(Saved entries)
↓
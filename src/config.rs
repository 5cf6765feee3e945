/// Configuration management for AR Works
use crate::error::{WorkError, WorkResult};
use serde::{Deserialize, Serialize};
use std::env;
use std::path::PathBuf;
use tracing_subscriber::EnvFilter;

/// Name every stored path must be rooted at
pub const STORAGE_ROOT_SEGMENT: &str = "uploads";

/// Main application configuration
#[derive(Debug, Clone, Serialize, Deserialize)]
pub struct AppConfig {
    pub storage: StorageConfig,
    pub database: DatabaseConfig,
    pub uploads: UploadConfig,
    pub jobs: JobsConfig,
    pub logging: LoggingConfig,
}

/// Storage configuration
#[derive(Debug, Clone, Serialize, Deserialize)]
pub struct StorageConfig {
    pub data_directory: PathBuf,
    /// Storage root on disk; its final segment is `uploads`
    pub uploads_directory: PathBuf,
}

/// Database configuration
#[derive(Debug, Clone, Serialize, Deserialize)]
pub struct DatabaseConfig {
    pub location: PathBuf,
    pub max_connections: u32,
    pub enable_wal: bool,
}

/// Upload limits
#[derive(Debug, Clone, Serialize, Deserialize)]
pub struct UploadConfig {
    /// Maximum size of a single uploaded file in bytes
    pub max_file_size: usize,
    pub max_additional_images: usize,
    pub max_video_files: usize,
}

impl Default for UploadConfig {
    fn default() -> Self {
        Self {
            max_file_size: 100 * 1024 * 1024, // 100MB
            max_additional_images: 6,
            max_video_files: 6,
        }
    }
}

/// Background job configuration
#[derive(Debug, Clone, Serialize, Deserialize)]
pub struct JobsConfig {
    pub orphan_sweep_enabled: bool,
    pub orphan_sweep_interval_secs: u64,
    /// Files younger than this are never swept
    pub orphan_grace_secs: i64,
}

/// Filter used when `RUST_LOG` is unset or unparsable
pub const DEFAULT_LOG_FILTER: &str = "ar_works=debug";

/// Logging configuration
#[derive(Debug, Clone, Serialize, Deserialize)]
pub struct LoggingConfig {
    /// `tracing` filter directives, e.g. `ar_works=debug,sqlx=warn`
    pub level: String,
}

impl LoggingConfig {
    /// Build the subscriber filter, falling back to the default directives
    pub fn env_filter(&self) -> EnvFilter {
        EnvFilter::try_new(&self.level).unwrap_or_else(|_| EnvFilter::new(DEFAULT_LOG_FILTER))
    }
}

impl AppConfig {
    /// Load configuration from environment variables
    pub fn from_env() -> WorkResult<Self> {
        dotenv::dotenv().ok();

        let data_directory: PathBuf = env::var("ARW_DATA_DIRECTORY")
            .unwrap_or_else(|_| "./data".to_string())
            .into();
        let uploads_directory = env::var("ARW_UPLOADS_DIRECTORY")
            .map(PathBuf::from)
            .unwrap_or_else(|_| data_directory.join(STORAGE_ROOT_SEGMENT));

        let location = env::var("ARW_DATABASE_LOCATION")
            .map(PathBuf::from)
            .unwrap_or_else(|_| data_directory.join("works.sqlite"));
        let max_connections = env::var("ARW_DATABASE_MAX_CONNECTIONS")
            .unwrap_or_else(|_| "10".to_string())
            .parse()
            .map_err(|_| WorkError::Config("Invalid database pool size".to_string()))?;
        let enable_wal = env::var("ARW_DATABASE_WAL")
            .unwrap_or_else(|_| "true".to_string())
            .parse()
            .unwrap_or(true);

        let defaults = UploadConfig::default();
        let max_file_size = env::var("ARW_UPLOAD_LIMIT")
            .ok()
            .and_then(|v| v.parse().ok())
            .unwrap_or(defaults.max_file_size);
        let max_additional_images = env::var("ARW_MAX_ADDITIONAL_IMAGES")
            .ok()
            .and_then(|v| v.parse().ok())
            .unwrap_or(defaults.max_additional_images);
        let max_video_files = env::var("ARW_MAX_VIDEO_FILES")
            .ok()
            .and_then(|v| v.parse().ok())
            .unwrap_or(defaults.max_video_files);

        let orphan_sweep_enabled = env::var("ARW_ORPHAN_SWEEP_ENABLED")
            .unwrap_or_else(|_| "true".to_string())
            .parse()
            .unwrap_or(true);
        let orphan_sweep_interval_secs = env::var("ARW_ORPHAN_SWEEP_INTERVAL_SECS")
            .unwrap_or_else(|_| "21600".to_string())
            .parse()
            .unwrap_or(21600);
        let orphan_grace_secs = env::var("ARW_ORPHAN_GRACE_SECS")
            .unwrap_or_else(|_| "3600".to_string())
            .parse()
            .unwrap_or(3600);

        let level = env::var("RUST_LOG").unwrap_or_else(|_| DEFAULT_LOG_FILTER.to_string());

        Ok(AppConfig {
            storage: StorageConfig {
                data_directory,
                uploads_directory,
            },
            database: DatabaseConfig {
                location,
                max_connections,
                enable_wal,
            },
            uploads: UploadConfig {
                max_file_size,
                max_additional_images,
                max_video_files,
            },
            jobs: JobsConfig {
                orphan_sweep_enabled,
                orphan_sweep_interval_secs,
                orphan_grace_secs,
            },
            logging: LoggingConfig { level },
        })
    }

    /// Validate configuration
    pub fn validate(&self) -> WorkResult<()> {
        if self.database.max_connections == 0 {
            return Err(WorkError::Config(
                "Database pool needs at least one connection".to_string(),
            ));
        }

        if self.uploads.max_file_size == 0 {
            return Err(WorkError::Config("Upload limit cannot be zero".to_string()));
        }

        let root_name = self
            .storage
            .uploads_directory
            .file_name()
            .and_then(|n| n.to_str());
        if root_name != Some(STORAGE_ROOT_SEGMENT) {
            return Err(WorkError::Config(format!(
                "Uploads directory must end in '{}': {:?}",
                STORAGE_ROOT_SEGMENT, self.storage.uploads_directory
            )));
        }

        if self.jobs.orphan_grace_secs < 0 {
            return Err(WorkError::Config(
                "Orphan grace period cannot be negative".to_string(),
            ));
        }

        Ok(())
    }
}

#[cfg(test)]
mod tests {
    use super::*;

    fn sample_config(uploads: &str) -> AppConfig {
        AppConfig {
            storage: StorageConfig {
                data_directory: PathBuf::from("./data"),
                uploads_directory: PathBuf::from(uploads),
            },
            database: DatabaseConfig {
                location: PathBuf::from("./data/works.sqlite"),
                max_connections: 4,
                enable_wal: true,
            },
            uploads: UploadConfig::default(),
            jobs: JobsConfig {
                orphan_sweep_enabled: false,
                orphan_sweep_interval_secs: 60,
                orphan_grace_secs: 60,
            },
            logging: LoggingConfig {
                level: "info".to_string(),
            },
        }
    }

    #[test]
    fn test_valid_config() {
        assert!(sample_config("./data/uploads").validate().is_ok());
    }

    #[test]
    fn test_uploads_directory_must_be_storage_root() {
        let err = sample_config("./data/files").validate().unwrap_err();
        assert!(err.to_string().contains("uploads"));
    }

    #[test]
    fn test_zero_upload_limit_rejected() {
        let mut config = sample_config("./data/uploads");
        config.uploads.max_file_size = 0;
        assert!(config.validate().is_err());
    }

    #[test]
    fn test_log_filter_from_level() {
        let logging = LoggingConfig {
            level: "ar_works=trace".to_string(),
        };
        assert_eq!(logging.env_filter().to_string(), "ar_works=trace");

        let logging = LoggingConfig {
            level: "ar_works=loudest".to_string(),
        };
        assert_eq!(logging.env_filter().to_string(), DEFAULT_LOG_FILTER);
    }
}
↑
* [To do]
Set the entries down again exactly, beginning with their first line and ending with the line that contains "pub const STORAGE_ROOT_SEGMENT: &str"; omit all other lines.

* [Exercise solution]
filename src/config.rs
repository 5cf6765feee3e945
/// Configuration management for AR Works
use crate::error::{WorkError, WorkResult};
use serde::{Deserialize, Serialize};
use std::env;
use std::path::PathBuf;
use tracing_subscriber::EnvFilter;

/// Name every stored path must be rooted at
pub const STORAGE_ROOT_SEGMENT: &str = "uploads";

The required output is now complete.